Something I just started working on that is heavily related to urgency load is simply a single place to check where it tells me exactly what is due within the akrasia horizon across all of my goals, ordered by “first due”. Think someplace that says:
In the next week, you have committed to doing:
- 130 pushups
- flossing 5 times
- reading 45 pages of “The Priory of the Orange Tree”
- writing 1 blog post
The next metric I have been working on, that I want to play with alongside urgency load, has no name yet. It’s going to try to capture “Am I keeping up? Based on the recent past, am I off track?” I am taking snapshots of all my goals, throughout the day, and looking at the safety buffer. I don’t know exactly how I want it to work, but I’ll brainstorm and work some things out right here… I want to basically compare the change in safety buffer over a period of time, and the period of time will be related to the rate. If the rate is 10/day, I want to look at the change in safety buffer from today and yesterday. If the rate is 1 per month, I want to look at a larger period of time… maybe even a whole month. I have collected the inputs, but I need to take the time to actually crank through it and see how to build it and how to scale it. One way would be to look at the change in safety buffer from either the previous day, week, month, or year, and rank it in 3 categories, under, on, over, but I feel like smoothing it out would be better. If I need to do one per month, and I did one yesterday, am I more “on track” than on the 29th day after doing it? I have feeling that this mathematical approach is starting to boil down to “safety buffer / goal rate” and I don’t think that’s quite what I want. I want something closer to “how does my pace over the last X compare to the expectation I have set”. Maybe I’m really saying look at the derivative of safety days over time, with an understanding that the chunkiness of my approximation should be related to the goal rate. Anyway, now that I’ve talked my way around to Tai’s Model…
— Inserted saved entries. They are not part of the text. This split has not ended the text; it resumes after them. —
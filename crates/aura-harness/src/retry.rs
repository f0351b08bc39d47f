//! Bounded jittered backoff, shared by the Workflow Runtime's per-node retry
//! policy and the Gatekeeper's backend-retry budget for transient Session &
//! Quota Store failures.

use aura_core::error::ErrorKind;
use std::time::Duration;
use tracing::debug;

/// `backoff = base * 2^attempt + jitter`, capped at `max_backoff`.
#[derive(Debug, Clone, Copy)]
pub struct RetryPolicy {
    pub max_attempts: u32,
    pub base: Duration,
    pub max_backoff: Duration,
}

impl RetryPolicy {
    pub fn new(max_attempts: u32, base: Duration, max_backoff: Duration) -> Self {
        Self {
            max_attempts,
            base,
            max_backoff,
        }
    }

    /// Backoff duration before retry attempt `attempt` (0-indexed: the
    /// delay before the *second* try is `backoff_for(0)`).
    pub fn backoff_for(&self, attempt: u32) -> Duration {
        let exp = 2u64.saturating_pow(attempt.min(32));
        let scaled = self.base.saturating_mul(exp as u32);
        let jitter = Duration::from_millis(jitter_ms(attempt));
        scaled.saturating_add(jitter).min(self.max_backoff)
    }

    /// Whether a node that has already made `attempts_made` attempts should
    /// retry, given the error's kind. Non-retryable kinds (everything but
    /// `Transient`) never retry regardless of budget.
    pub fn should_retry(&self, attempts_made: u32, kind: ErrorKind) -> bool {
        kind.is_retryable() && attempts_made < self.max_attempts
    }
}

impl Default for RetryPolicy {
    fn default() -> Self {
        Self::new(3, Duration::from_millis(100), Duration::from_secs(10))
    }
}

/// Deterministic pseudo-jitter derived from the attempt number rather than
/// a random source, so retry timing in tests is reproducible. Production
/// callers that need true jitter can add `rand` at the call site; this
/// keeps the harness dependency-free for randomness.
fn jitter_ms(attempt: u32) -> u64 {
    // A small triangular sequence capped at 50ms; avoids synchronized
    // thundering-herd retries without pulling in a RNG dependency.
    (attempt as u64 * 17) % 50
}

/// Runs `f` under `policy`, sleeping between attempts, until it succeeds or
/// the attempt budget is exhausted or the error kind is non-retryable.
/// Returns the last error if the budget is exhausted.
pub async fn run_with_retry<F, Fut, T, E>(
    policy: &RetryPolicy,
    kind_of: impl Fn(&E) -> ErrorKind,
    mut f: F,
) -> Result<T, E>
where
    F: FnMut() -> Fut,
    Fut: std::future::Future<Output = Result<T, E>>,
{
    let mut attempt = 0u32;
    loop {
        match f().await {
            Ok(v) => return Ok(v),
            Err(e) => {
                let kind = kind_of(&e);
                if !policy.should_retry(attempt, kind) {
                    return Err(e);
                }
                let backoff = policy.backoff_for(attempt);
                debug!(attempt, ?backoff, "retrying after transient error");
                tokio::time::sleep(backoff).await;
                attempt += 1;
            }
        }
    }
}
One of the complexities here is that goal rates don’t need to be constant, or even continuous. I would be OK with the first version for me only looking at the current rate, but to roll it out to folks, I’d have to think about weekends off and upcoming rate changes, but a better version of this new metric would take upcoming rate changes into account.
Beyond this metric, I’d like to be able to surface this information per goal in a way that is useful.